//! `gwi idempotency` handlers.

use crate::cli::context::AppContext;
use crate::cli::output;

use super::CliError;

pub async fn handle_status(ctx: &AppContext, key: &str, json: bool) -> Result<(), CliError> {
    let record = ctx
        .idempotency
        .get_status(&ctx.config.worker.tenant_id, key)
        .await
        .map_err(|e| CliError::Store(e.to_string()))?;

    match record {
        None => {
            if json {
                println!("null");
            } else {
                println!("no record for key {key}");
            }
        }
        Some(record) => {
            if json {
                println!(
                    "{}",
                    serde_json::to_string_pretty(&record)
                        .map_err(|e| CliError::Store(e.to_string()))?
                );
            } else {
                println!(
                    "{}  {}  attempts={}  run={}  expires={}",
                    record.key,
                    record.status,
                    record.attempts,
                    record
                        .run_id
                        .map(|id| id.to_string())
                        .unwrap_or_else(|| "-".to_string()),
                    record
                        .expires_at
                        .map(|dt| dt.to_rfc3339())
                        .unwrap_or_else(|| "-".to_string()),
                );
                if let Some(error) = &record.error {
                    output::failure(error);
                }
            }
        }
    }
    Ok(())
}

pub async fn handle_cleanup(ctx: &AppContext, json: bool) -> Result<(), CliError> {
    let removed = ctx
        .idempotency
        .cleanup_expired()
        .await
        .map_err(|e| CliError::Store(e.to_string()))?;

    if json {
        println!("{}", serde_json::json!({"removed": removed}));
    } else {
        output::success(&format!("removed {removed} expired records"));
    }
    Ok(())
}

pub async fn handle_metrics(ctx: &AppContext) -> Result<(), CliError> {
    let text = ctx
        .idempotency
        .metrics()
        .export()
        .map_err(|e| CliError::Store(e.to_string()))?;
    print!("{text}");
    Ok(())
}
//! Domain models for the durable execution core.

pub mod approval;
pub mod checkpoint;
pub mod config;
pub mod event_key;
pub mod idempotency;
pub mod job;
pub mod policy;
pub mod run;

pub use approval::{
    ApprovalDecision, ApprovalTarget, Approver, ApproverRole, Scope, SignedApproval,
    SigningKeyRecord,
};
pub use checkpoint::{Checkpoint, ResumeContext, ResumeMode};
pub use config::{Config, StoreBackend};
pub use event_key::{EventKey, EventSource};
pub use idempotency::{CachedResponse, CheckOutcome, IdempotencyRecord, IdempotencyStatus};
pub use job::{job_types, DurableJob, JobStatus};
pub use policy::{PolicyAction, PolicyContext, PolicyDecision, PolicyPriority, PolicyResource};
pub use run::{Run, RunStatus, RunStep, RunTrigger, RunType, StepStatus};
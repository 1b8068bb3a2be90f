//! In-memory checkpoint store.
//!
//! Not durable: recovery cannot see checkpoints written by a previous
//! process. Construction outside of tests logs a warning for exactly
//! that reason.

use std::collections::HashMap;

use async_trait::async_trait;
use tokio::sync::Mutex;
use tracing::warn;
use uuid::Uuid;

use crate::domain::error::StoreError;
use crate::domain::models::checkpoint::Checkpoint;
use crate::domain::models::run::StepStatus;
use crate::domain::ports::checkpoint_store::CheckpointStore;

#[derive(Default)]
pub struct MemoryCheckpointStore {
    logs: Mutex<HashMap<Uuid, Vec<Checkpoint>>>,
}

impl MemoryCheckpointStore {
    /// Production constructor. Warns: in-memory checkpoints cannot
    /// support cross-process recovery.
    pub fn new() -> Self {
        warn!(
            "in-memory checkpoint store in use; checkpoints will not survive a process restart \
             and startup recovery will fail orphaned runs"
        );
        Self::default()
    }

    /// Test constructor; no warning.
    pub fn for_tests() -> Self {
        Self::default()
    }
}

#[async_trait]
impl CheckpointStore for MemoryCheckpointStore {
    async fn save(&self, run_id: Uuid, checkpoint: &Checkpoint) -> Result<(), StoreError> {
        let mut logs = self.logs.lock().await;
        logs.entry(run_id).or_default().push(checkpoint.clone());
        Ok(())
    }

    async fn list(&self, run_id: Uuid) -> Result<Vec<Checkpoint>, StoreError> {
        let logs = self.logs.lock().await;
        let mut checkpoints = logs.get(&run_id).cloned().unwrap_or_default();
        // Stable sort keeps insertion order for equal timestamps.
        checkpoints.sort_by_key(|c| c.timestamp);
        Ok(checkpoints)
    }

    async fn latest(&self, run_id: Uuid) -> Result<Option<Checkpoint>, StoreError> {
        let checkpoints = self.list(run_id).await?;
        Ok(checkpoints
            .into_iter()
            .rev()
            .find(|c| c.status == StepStatus::Completed))
    }

    async fn clear(&self, run_id: Uuid) -> Result<(), StoreError> {
        self.logs.lock().await.remove(&run_id);
        Ok(())
    }

    async fn exists(&self, run_id: Uuid) -> Result<bool, StoreError> {
        Ok(self
            .logs
            .lock()
            .await
            .get(&run_id)
            .is_some_and(|log| !log.is_empty()))
    }
}
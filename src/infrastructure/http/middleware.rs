//! HTTP idempotency middleware.
//!
//! Requests on configured methods carrying an idempotency header are
//! checked against the store before they reach the handler. Duplicates
//! replay the original status and body with `X-Idempotency-Replayed:
//! true`; concurrent duplicates are shed with 409 and `Retry-After`.
//! The handler's response is captured outside the check-and-set and
//! settles the record afterwards.

use std::sync::Arc;

use axum::body::{to_bytes, Body};
use axum::extract::{Request, State};
use axum::http::{HeaderMap, HeaderValue, StatusCode};
use axum::middleware::Next;
use axum::response::{IntoResponse, Response};
use serde_json::{json, Value};
use tracing::{error, warn};
use uuid::Uuid;

use crate::domain::error::IdempotencyError;
use crate::domain::models::config::HttpConfig;
use crate::domain::models::event_key::EventKey;
use crate::domain::models::idempotency::{CachedResponse, CheckOutcome};
use crate::services::idempotency::IdempotencyService;

/// Headers recognized as the request's idempotency key, in priority
/// order.
const KEY_HEADERS: [&str; 3] = ["X-Idempotency-Key", "Idempotency-Key", "X-Request-ID"];

const CLIENT_ID_HEADER: &str = "X-Client-ID";

/// Largest request/response body the middleware will buffer.
const MAX_BUFFERED_BODY: usize = 4 * 1024 * 1024;

#[derive(Clone)]
pub struct IdempotencyLayerState {
    pub service: Arc<IdempotencyService>,
    pub tenant_id: String,
    pub config: HttpConfig,
}

pub async fn idempotency_middleware(
    State(state): State<IdempotencyLayerState>,
    request: Request,
    next: Next,
) -> Response {
    let method = request.method().as_str().to_string();
    let path = request.uri().path().to_string();

    if !state
        .config
        .idempotent_methods
        .iter()
        .any(|m| m.eq_ignore_ascii_case(&method))
        || state.config.skip_paths.iter().any(|p| p == &path)
    {
        return next.run(request).await;
    }

    let Some(request_id) = extract_key_header(request.headers()) else {
        return next.run(request).await;
    };
    let client_id = request
        .headers()
        .get(CLIENT_ID_HEADER)
        .and_then(|v| v.to_str().ok())
        .unwrap_or("default")
        .to_string();

    let key = EventKey::Api {
        client_id,
        request_id,
    };
    let encoded = key.encode();

    // Buffer the request body so the payload hash covers what the
    // handler will actually see.
    let (parts, body) = request.into_parts();
    let body_bytes = match to_bytes(body, MAX_BUFFERED_BODY).await {
        Ok(bytes) => bytes,
        Err(e) => {
            return error_response(
                StatusCode::PAYLOAD_TOO_LARGE,
                &encoded,
                &format!("request body too large: {e}"),
            );
        }
    };
    let payload: Value = serde_json::from_slice(&body_bytes)
        .unwrap_or_else(|_| Value::String(String::from_utf8_lossy(&body_bytes).into_owned()));

    let outcome = state.service.check(&key, &state.tenant_id, &payload).await;

    match outcome {
        Ok(CheckOutcome::New { .. }) => {
            let request = Request::from_parts(parts, Body::from(body_bytes));
            let response = next.run(request).await;
            settle_from_response(&state, &key, response, &encoded).await
        }
        Ok(CheckOutcome::Duplicate(record)) => replay_response(&record, &encoded),
        Ok(CheckOutcome::Processing(_)) => {
            conflict_response(&encoded, state.service.conflict_retry_after_secs())
        }
        Err(IdempotencyError::Validation(e)) => {
            error_response(StatusCode::BAD_REQUEST, &encoded, &e.to_string())
        }
        Err(e) => {
            error!(key = %encoded, error = %e, "idempotency check failed");
            error_response(StatusCode::INTERNAL_SERVER_ERROR, &encoded, &e.to_string())
        }
    }
}

fn extract_key_header(headers: &HeaderMap) -> Option<String> {
    KEY_HEADERS.iter().find_map(|name| {
        headers
            .get(*name)
            .and_then(|v| v.to_str().ok())
            .filter(|v| !v.is_empty())
            .map(str::to_string)
    })
}

/// Capture the handler's response and settle the record.
async fn settle_from_response(
    state: &IdempotencyLayerState,
    key: &EventKey,
    response: Response,
    encoded: &str,
) -> Response {
    let status = response.status();
    let (parts, body) = response.into_parts();
    let body_bytes = match to_bytes(body, MAX_BUFFERED_BODY).await {
        Ok(bytes) => bytes,
        Err(e) => {
            warn!(key = %encoded, error = %e, "could not buffer response for caching");
            return error_response(
                StatusCode::INTERNAL_SERVER_ERROR,
                encoded,
                "response capture failed",
            );
        }
    };

    if status.is_success() {
        let cached = cacheable_from_body(status, &body_bytes);
        if let Err(e) = state.service.complete(key, &state.tenant_id, &cached).await {
            warn!(key = %encoded, error = %e, "could not settle idempotency record");
        }
    } else {
        let message = String::from_utf8_lossy(&body_bytes).into_owned();
        if let Err(e) = state.service.fail(key, &state.tenant_id, &message).await {
            warn!(key = %encoded, error = %e, "could not settle idempotency record");
        }
    }

    let mut response = Response::from_parts(parts, Body::from(body_bytes));
    set_key_header(response.headers_mut(), encoded);
    response
}

fn cacheable_from_body(status: StatusCode, body: &[u8]) -> CachedResponse {
    if let Ok(json) = serde_json::from_slice::<Value>(body) {
        if let Some(run_id) = json
            .get("run_id")
            .and_then(Value::as_str)
            .and_then(|s| Uuid::parse_str(s).ok())
        {
            return CachedResponse::RunStarted {
                run_id,
                status_code: Some(status.as_u16()),
                body: Some(json),
            };
        }
    }
    CachedResponse::Message {
        text: String::from_utf8_lossy(body).into_owned(),
    }
}

/// Reconstitute the original response for a duplicate delivery.
fn replay_response(record: &crate::domain::models::idempotency::IdempotencyRecord, encoded: &str) -> Response {
    let (status, body) = match (&record.response, &record.error) {
        (
            Some(CachedResponse::RunStarted {
                status_code, body, ..
            }),
            _,
        ) => (
            status_code
                .and_then(|c| StatusCode::from_u16(c).ok())
                .unwrap_or(StatusCode::OK),
            body.as_ref()
                .map(|b| b.to_string())
                .unwrap_or_else(|| "{}".to_string()),
        ),
        (Some(CachedResponse::Message { text }), _) => (StatusCode::OK, text.clone()),
        (Some(CachedResponse::Error { message }), _) => (
            StatusCode::INTERNAL_SERVER_ERROR,
            json!({"error": message}).to_string(),
        ),
        // The first delivery failed; duplicates replay the same error.
        (None, Some(error)) => (
            StatusCode::INTERNAL_SERVER_ERROR,
            json!({"error": error}).to_string(),
        ),
        (None, None) => (StatusCode::OK, "{}".to_string()),
    };

    let mut response = (status, body).into_response();
    set_key_header(response.headers_mut(), encoded);
    response.headers_mut().insert(
        "X-Idempotency-Replayed",
        HeaderValue::from_static("true"),
    );
    response
}

fn conflict_response(encoded: &str, retry_after_secs: u32) -> Response {
    let body = json!({
        "error": "conflict",
        "message": "request is already being processed",
        "key": encoded,
    });
    let mut response = (StatusCode::CONFLICT, body.to_string()).into_response();
    set_key_header(response.headers_mut(), encoded);
    if let Ok(value) = HeaderValue::from_str(&retry_after_secs.to_string()) {
        response.headers_mut().insert("Retry-After", value);
    }
    response
}

fn error_response(status: StatusCode, encoded: &str, message: &str) -> Response {
    let body = json!({"error": status.as_str(), "message": message, "key": encoded});
    let mut response = (status, body.to_string()).into_response();
    set_key_header(response.headers_mut(), encoded);
    response
}

fn set_key_header(headers: &mut HeaderMap, encoded: &str) {
    if let Ok(value) = HeaderValue::from_str(encoded) {
        headers.insert("X-Idempotency-Key", value);
    }
}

**Directions for this task**
Where the word "Mutex" shows up in a line of the listing, return that line.

**Response area**
use tokio::sync::Mutex;
    logs: Mutex<HashMap<Uuid, Vec<Checkpoint>>>,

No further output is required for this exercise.